The Voice in Between

Dear fellow travelers,

There is a voice that has been with me my whole life. It is rarely loud. It whispers.

"You'd better join in."

"Don't be such a drama queen."

"The others probably know better."

For a long time, I believed that this voice was reasonable. Today, I believe it was simply afraid.

Many years ago, I was in therapy. I was good at observing. Good at listening. Good at understanding what was expected of me. I was so empathetic that sometimes I already knew which answer would probably be exactly the right one.

Looking back, I believe that those insights helped me. But at some point, I realized: My real task was never to find the right answers. Rather, it was to trust my own experience again.

Something similar happened to me later. During massages. Sometimes they would say:

"That must hurt."

"You'll just have to get through it."

And my body said very clearly: No.

Not just because the touch was unpleasant.
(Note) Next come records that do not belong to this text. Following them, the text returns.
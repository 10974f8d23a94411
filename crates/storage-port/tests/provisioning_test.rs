use common::{PortError, SlotAddress, UnitId, UnitParams};
use storage_port::{PortConfig, StoragePort};
use tracing_test::traced_test;
use uuid::Uuid;

fn port() -> StoragePort {
    StoragePort::new(PortConfig::default()).unwrap()
}

fn unit(n: u128) -> UnitParams {
    UnitParams::new(UnitId::from_uuid(Uuid::from_u128(0xfeed_0000 + n)), 16, 512, 512)
}

#[test]
#[traced_test]
fn provision_unprovision_reuses_slot_zero() {
    let port = port();
    for _ in 0..3 {
        let address = port.provision(unit(0)).unwrap();
        assert_eq!(address, SlotAddress(0));
        port.unprovision(unit(0).unique_id).unwrap();
    }
    assert!(port.list(16).unwrap().is_empty());
    assert!(logs_contain("unit provisioned"));
    assert!(logs_contain("unit unprovisioned"));
}

#[test]
fn invalid_geometry_is_rejected() {
    let port = port();
    let id = UnitId::from_uuid(Uuid::from_u128(7));
    let bad = [
        UnitParams::new(id, 0, 512, 512),
        UnitParams::new(id, 16, 0, 512),
        UnitParams::new(id, 16, 512, 0),
        UnitParams::new(id, 16, 512, 513),
        UnitParams::new(UnitId::from_uuid(Uuid::nil()), 16, 512, 512),
    ];
    for params in bad {
        assert!(
            matches!(port.provision(params.clone()), Err(PortError::InvalidArgument { .. })),
            "{params:?} should be rejected"
        );
    }
    assert!(port.units().is_empty());
}

#[test]
fn duplicate_id_is_rejected() {
    let port = port();
    port.provision(unit(1)).unwrap();
    assert_eq!(
        port.provision(unit(1)),
        Err(PortError::AlreadyExists {
            id: unit(1).unique_id
        })
    );
    assert_eq!(port.list(16).unwrap().len(), 1);
}

#[test]
fn unknown_id_is_not_found() {
    let port = port();
    assert!(matches!(
        port.unprovision(unit(99).unique_id),
        Err(PortError::NotFound { .. })
    ));
}

#[test]
fn fill_to_capacity_then_drain() {
    let port = port();
    for n in 0..16 {
        let address = port.provision(unit(n)).unwrap();
        assert_eq!(address, SlotAddress::new(0, n as u8, 0));
    }
    assert_eq!(
        port.provision(unit(16)),
        Err(PortError::CapacityExceeded { capacity: 16 })
    );

    let listed = port.list(16).unwrap();
    assert_eq!(listed.len(), 16);
    assert!(listed.windows(2).all(|pair| pair[0] < pair[1]));

    for n in 0..16 {
        port.unprovision(unit(n).unique_id).unwrap();
    }
    assert!(port.list(16).unwrap().is_empty());
}

#[test]
fn list_reports_required_size() {
    let port = port();
    port.provision(unit(0)).unwrap();
    port.provision(unit(1)).unwrap();

    assert_eq!(
        port.list(1),
        Err(PortError::BufferTooSmall {
            required: 2,
            available: 1
        })
    );

    let mut out = [SlotAddress(u32::MAX); 4];
    assert_eq!(port.list_into(&mut out).unwrap(), 2);
    assert_eq!(&out[..2], &[SlotAddress(0), SlotAddress(0x100)]);
}

#[test]
fn lowest_free_slot_is_reused() {
    let port = port();
    for n in 0..3 {
        port.provision(unit(n)).unwrap();
    }
    port.unprovision(unit(1).unique_id).unwrap();
    assert_eq!(port.provision(unit(5)).unwrap(), SlotAddress::new(0, 1, 0));
    assert_eq!(port.unit(SlotAddress(0x100)).unwrap().id(), unit(5).unique_id);
}

#[test]
fn second_unprovision_leaves_others_alone() {
    let port = port();
    port.provision(unit(0)).unwrap();
    port.provision(unit(1)).unwrap();

    port.unprovision(unit(0).unique_id).unwrap();
    assert!(matches!(
        port.unprovision(unit(0).unique_id),
        Err(PortError::NotFound { .. })
    ));
    assert_eq!(port.list(16).unwrap(), vec![SlotAddress(0x100)]);
}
But also because something inside me sensed: This isn't about me anymore.

My body often knew before my mind did when something was no longer on the same level.

Today, I trust that " no." Not because I'm always right, but because I've learned that my body isn't an obstacle. It's part of the conversation.
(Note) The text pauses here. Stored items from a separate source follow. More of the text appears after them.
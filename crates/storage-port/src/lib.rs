//! Virtual storage port: the control plane (provision, unprovision, list)
//! and the data plane (execute for command issuers, transact for handlers)
//! over a single-bus slot catalog.
//!
//! [`StoragePort`] is cheap to clone; clones share one catalog. Dropping the
//! last clone, or calling [`StoragePort::shutdown`], unprovisions every unit
//! and cancels all blocked callers. Long-running handlers should hold a
//! [`UnitHandle`] from [`StoragePort::attach`] rather than a port clone: a
//! handle is bound to one unit and does not keep the port alive.

use common::{PortError, PortResult, SlotAddress, UnitId, UnitParams, UnitRecord};
use protocol_scsi::{DataDirection, ExecuteOutcome};
use slot_catalog::SlotCatalog;
use std::sync::Arc;
use std::time::Duration;
use tracing::{info, instrument};
use transact::{Request, Response, TransactChannel};

pub mod config;
pub mod handle;
pub use config::PortConfig;
pub use handle::UnitHandle;

struct PortInner {
    catalog: SlotCatalog,
    config: PortConfig,
}

#[derive(Clone)]
pub struct StoragePort {
    inner: Arc<PortInner>,
}

impl StoragePort {
    pub fn new(config: PortConfig) -> PortResult<Self> {
        config.validate()?;
        let catalog = SlotCatalog::new(config.capacity)?;
        info!(capacity = config.capacity, "storage port started");
        Ok(Self {
            inner: Arc::new(PortInner { catalog, config }),
        })
    }

    pub fn config(&self) -> &PortConfig {
        &self.inner.config
    }

    pub fn capacity(&self) -> usize {
        self.inner.catalog.capacity()
    }

    /// Register a unit and return its address.
    pub fn provision(&self, params: UnitParams) -> PortResult<SlotAddress> {
        self.inner
            .catalog
            .provision(params)
            .map(|record| record.address)
    }

    /// Remove a unit; anything blocked on its channel is cancelled.
    pub fn unprovision(&self, id: UnitId) -> PortResult<()> {
        self.inner.catalog.unprovision(id).map(|_| ())
    }

    /// Addresses of provisioned units, ascending. `capacity` is the most the
    /// caller can accept.
    pub fn list(&self, capacity: usize) -> PortResult<Vec<SlotAddress>> {
        self.inner.catalog.list(capacity)
    }

    pub fn list_into(&self, out: &mut [SlotAddress]) -> PortResult<usize> {
        self.inner.catalog.list_into(out)
    }

    pub fn unit(&self, address: SlotAddress) -> PortResult<UnitRecord> {
        self.resolve(address).map(|(record, _)| record)
    }

    pub fn unit_by_id(&self, id: UnitId) -> PortResult<UnitRecord> {
        self.inner.catalog.lookup_id(id)
    }

    pub fn units(&self) -> Vec<UnitRecord> {
        self.inner.catalog.records()
    }

    /// Issue one SCSI command and wait for the handler to complete it.
    #[instrument(level = "debug", skip(self, cdb, buffer), fields(address = %address))]
    pub fn execute(
        &self,
        address: SlotAddress,
        cdb: &[u8],
        direction: DataDirection,
        buffer: &mut [u8],
    ) -> PortResult<ExecuteOutcome> {
        let (record, channel) = self.resolve(address)?;
        protocol_scsi::submit_and_wait(&channel, &record, cdb, direction, buffer)
    }

    /// Bind a handler to the unit currently at `address`.
    pub fn attach(&self, address: SlotAddress) -> PortResult<UnitHandle> {
        let (record, channel) = self.resolve(address)?;
        Ok(UnitHandle::new(
            record,
            channel,
            self.inner.config.transact_timeout,
        ))
    }

    /// Handler side: acknowledge `ack` and fetch the next request.
    ///
    /// `timeout` falls back to [`PortConfig::transact_timeout`]; `Ok(None)`
    /// means it elapsed with nothing to do.
    pub fn transact(
        &self,
        address: SlotAddress,
        ack: Option<Response>,
        timeout: Option<Duration>,
    ) -> PortResult<Option<Request>> {
        let (_, channel) = self.resolve(address)?;
        channel.transact(ack, timeout.or(self.inner.config.transact_timeout))
    }

    /// Handler side: deliver a response without fetching another request.
    pub fn respond(&self, address: SlotAddress, response: Response) -> PortResult<()> {
        let (_, channel) = self.resolve(address)?;
        channel.respond(response)
    }

    /// Unprovision everything. Returns the number of units removed.
    pub fn shutdown(&self) -> usize {
        self.inner.catalog.shutdown()
    }

    fn resolve(&self, address: SlotAddress) -> PortResult<(UnitRecord, Arc<TransactChannel>)> {
        if !address.is_local() {
            return Err(PortError::not_found(format!("address {address}")));
        }
        self.inner.catalog.lookup_slot(usize::from(address.slot()))
    }
}

impl std::fmt::Debug for StoragePort {
    fn fmt(&self, f: &mut std::fmt::Formatter<'_>) -> std::fmt::Result {
        f.debug_struct("StoragePort")
            .field("capacity", &self.capacity())
            .field("units", &self.inner.catalog.len())
            .finish()
    }
}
Maybe that's why I design my spaces the way I do. Everything I offer is an invitation. Nothing more, but also nothing less.
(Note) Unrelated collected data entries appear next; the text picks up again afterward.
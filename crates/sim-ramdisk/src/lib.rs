//! RAM-backed unit handler for exercising a storage port without hardware.
//!
//! A [`RamDisk`] holds `block_count * block_length` bytes in memory and
//! answers READ/WRITE requests pulled from a unit's transaction channel.
//! [`serve`] runs the transact loop for one handler thread; [`spawn_handlers`]
//! starts several of them against the same disk. Handlers are bound to one
//! unit: once it is unprovisioned they exit, even if the slot is reused.
//!
//! # Example
//!
//! ```no_run
//! use common::{UnitId, UnitParams};
//! use sim_ramdisk::{spawn_handlers, RamDisk, RamDiskConfig};
//! use std::sync::Arc;
//! use storage_port::{PortConfig, StoragePort};
//!
//! let port = StoragePort::new(PortConfig::default()).unwrap();
//! let params = UnitParams::new(UnitId::new(), 1024, 512, 64 * 1024);
//! let disk = Arc::new(RamDisk::for_unit(&params).unwrap());
//! let address = port.provision(params).unwrap();
//! let handlers = spawn_handlers(&port, address, disk, &RamDiskConfig::default()).unwrap();
//! // ... issue commands with port.execute(...) ...
//! port.shutdown();
//! for handle in handlers {
//!     handle.join().unwrap().unwrap();
//! }
//! ```

use anyhow::{anyhow, Context, Result};
use common::{PortError, SlotAddress, UnitParams};
use parking_lot::RwLock;
use protocol_scsi::scsi::{asc, ascq, sense_key};
use std::sync::atomic::{AtomicU64, Ordering};
use std::sync::Arc;
use std::thread::{self, JoinHandle};
use std::time::Duration;
use storage_port::{StoragePort, UnitHandle};
use tracing::{debug, info, trace, warn};
use transact::{Request, RequestKind, TransactStatus};

/// Handler settings.
#[derive(Debug, Clone)]
pub struct RamDiskConfig {
    /// Threads started by [`spawn_handlers`] for each unit.
    pub handler_threads: usize,
    /// How long one transact call may block before the loop goes around.
    pub poll_interval: Duration,
}

impl Default for RamDiskConfig {
    fn default() -> Self {
        Self {
            handler_threads: num_cpus::get().clamp(1, 4),
            poll_interval: Duration::from_millis(250),
        }
    }
}

/// Request counters, for diagnostics and tests.
#[derive(Debug, Clone, Copy, Default, PartialEq, Eq)]
pub struct RamDiskStats {
    pub reads: u64,
    pub writes: u64,
    pub rejected: u64,
}

pub struct RamDisk {
    block_count: u64,
    block_length: u32,
    data: RwLock<Vec<u8>>,
    reads: AtomicU64,
    writes: AtomicU64,
    rejected: AtomicU64,
}

impl RamDisk {
    pub fn new(block_count: u64, block_length: u32) -> Result<Self> {
        if block_count == 0 || block_length == 0 {
            return Err(anyhow!("RAM disk geometry must be non-zero"));
        }
        let size = block_count
            .checked_mul(u64::from(block_length))
            .and_then(|size| usize::try_from(size).ok())
            .ok_or_else(|| {
                anyhow!("RAM disk of {block_count} x {block_length} bytes does not fit in memory")
            })?;
        debug!(block_count, block_length, size, "allocating RAM disk");
        Ok(Self {
            block_count,
            block_length,
            data: RwLock::new(vec![0u8; size]),
            reads: AtomicU64::new(0),
            writes: AtomicU64::new(0),
            rejected: AtomicU64::new(0),
        })
    }

    /// Disk sized to match the unit's geometry.
    pub fn for_unit(params: &UnitParams) -> Result<Self> {
        Self::new(params.block_count, params.block_length)
            .with_context(|| format!("sizing RAM disk for unit {}", params.unique_id))
    }

    pub fn block_count(&self) -> u64 {
        self.block_count
    }

    pub fn block_length(&self) -> u32 {
        self.block_length
    }

    pub fn stats(&self) -> RamDiskStats {
        RamDiskStats {
            reads: self.reads.load(Ordering::Relaxed),
            writes: self.writes.load(Ordering::Relaxed),
            rejected: self.rejected.load(Ordering::Relaxed),
        }
    }

    /// Serve one request against the backing memory and return the status
    /// to acknowledge it with.
    pub fn handle(&self, request: &Request) -> TransactStatus {
        let Some(range) = self.byte_range(&request.kind) else {
            self.rejected.fetch_add(1, Ordering::Relaxed);
            debug!(
                hint = %request.hint,
                lba = request.kind.block_address(),
                blocks = request.kind.block_count(),
                "request outside RAM disk"
            );
            return TransactStatus::check_condition(
                sense_key::ILLEGAL_REQUEST,
                asc::LBA_OUT_OF_RANGE,
                ascq::NONE,
            )
            .with_information(request.kind.block_address());
        };
        if range.len() != request.buffer.len() {
            self.rejected.fetch_add(1, Ordering::Relaxed);
            warn!(
                hint = %request.hint,
                expected = range.len(),
                actual = request.buffer.len(),
                "request buffer does not match transfer length"
            );
            return TransactStatus::check_condition(
                sense_key::ILLEGAL_REQUEST,
                asc::INVALID_FIELD_IN_CDB,
                ascq::NONE,
            );
        }

        match request.kind {
            RequestKind::Read { .. } => {
                let data = self.data.read();
                request.buffer.copy_from(&data[range]);
                self.reads.fetch_add(1, Ordering::Relaxed);
            }
            RequestKind::Write { .. } => {
                let mut data = self.data.write();
                request.buffer.copy_to(&mut data[range]);
                self.writes.fetch_add(1, Ordering::Relaxed);
            }
        }
        TransactStatus::good()
    }

    fn byte_range(&self, kind: &RequestKind) -> Option<std::ops::Range<usize>> {
        let end_block = kind
            .block_address()
            .checked_add(u64::from(kind.block_count()))?;
        if end_block > self.block_count {
            return None;
        }
        let block_length = u64::from(self.block_length);
        // In range, so both offsets fit the allocation.
        let start = usize::try_from(kind.block_address() * block_length).ok()?;
        let end = usize::try_from(end_block * block_length).ok()?;
        Some(start..end)
    }
}

impl std::fmt::Debug for RamDisk {
    fn fmt(&self, f: &mut std::fmt::Formatter<'_>) -> std::fmt::Result {
        f.debug_struct("RamDisk")
            .field("block_count", &self.block_count)
            .field("block_length", &self.block_length)
            .field("stats", &self.stats())
            .finish()
    }
}

/// Run the transact loop for the unit behind `handle` until it is
/// unprovisioned.
///
/// Each response is acknowledged on the same call that fetches the next
/// request. Returns the number of requests served.
pub fn serve(handle: &UnitHandle, disk: &RamDisk, poll_interval: Duration) -> Result<u64> {
    let address = handle.address();
    let mut ack = None;
    let mut served = 0u64;
    loop {
        match handle.transact(ack.take(), Some(poll_interval)) {
            Ok(Some(request)) => {
                trace!(%address, hint = %request.hint, kind = %request.kind.kind(), "serving request");
                let status = disk.handle(&request);
                ack = Some(request.respond(status));
                served += 1;
            }
            Ok(None) => continue,
            Err(PortError::Cancelled) => {
                info!(%address, unit_id = %handle.record().id(), served, "unit gone; handler exiting");
                return Ok(served);
            }
            Err(err) => {
                return Err(err).with_context(|| format!("transact loop for unit at {address}"));
            }
        }
    }
}

/// Start `config.handler_threads` threads running [`serve`] for the unit at
/// `address`. The threads hold a [`UnitHandle`], not the port.
pub fn spawn_handlers(
    port: &StoragePort,
    address: SlotAddress,
    disk: Arc<RamDisk>,
    config: &RamDiskConfig,
) -> Result<Vec<JoinHandle<Result<u64>>>> {
    let handle = port
        .attach(address)
        .with_context(|| format!("attaching RAM disk to {address}"))?;
    let threads = config.handler_threads.max(1);
    info!(%address, threads, "starting RAM disk handlers");
    (0..threads)
        .map(|index| {
            let handle = handle.clone();
            let disk = Arc::clone(&disk);
            let poll_interval = config.poll_interval;
            thread::Builder::new()
                .name(format!("ramdisk-{}-{index}", address.slot()))
                .spawn(move || serve(&handle, &disk, poll_interval))
                .context("spawning RAM disk handler thread")
        })
        .collect()
}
In my space, there's always the option to say, "Hey, I'm not in the mood for that today."

And that would be perfectly fine.

Because I don't want to convince anyone. I don't want to break down resistance. I want to create a space where people can hear themselves again.

Challenges are part of the process. Sure. But there’s an inner threshold—stepping outside one’s comfort zone—that only the participants themselves should cross.

*

At some point, I noticed how often we say, “It’s okay to be sad.” Or, “It’s okay to let go now.”

And suddenly I asked myself: Who actually says I'm allowed to? Who grants these permissions?

I've come to the conclusion that I'll give it to myself.

I allow myself to be sad. I allow myself to be angry. I allow myself to change my mind. I allow myself to leave a room. I allow myself to say no.

Not against others. But for myself.

Perhaps self-leadership begins right there. Not when we no longer need guidance , but when we stop constantly handing over our inner authority to others— to teachers, to books, to traditions, to the invisible committee in our heads.

I love good teachers. I absolutely love learning. But the most meaningful encounters of my life had one thing in common: No one tried to make me feel small. No one felt the need to be right.

They didn't tell me who I am. Suddenly, they didn't know any better than I did what I needed. Instead, they helped me hear myself again.

Maybe that's the biggest difference. I don't want to be someone others follow. I want to be someone next to whom others can discover themselves.

Because we don't need even more people telling us how to live our lives. We need spaces where we can remember that our bodies have long since begun to speak to us—and that we can listen to them again.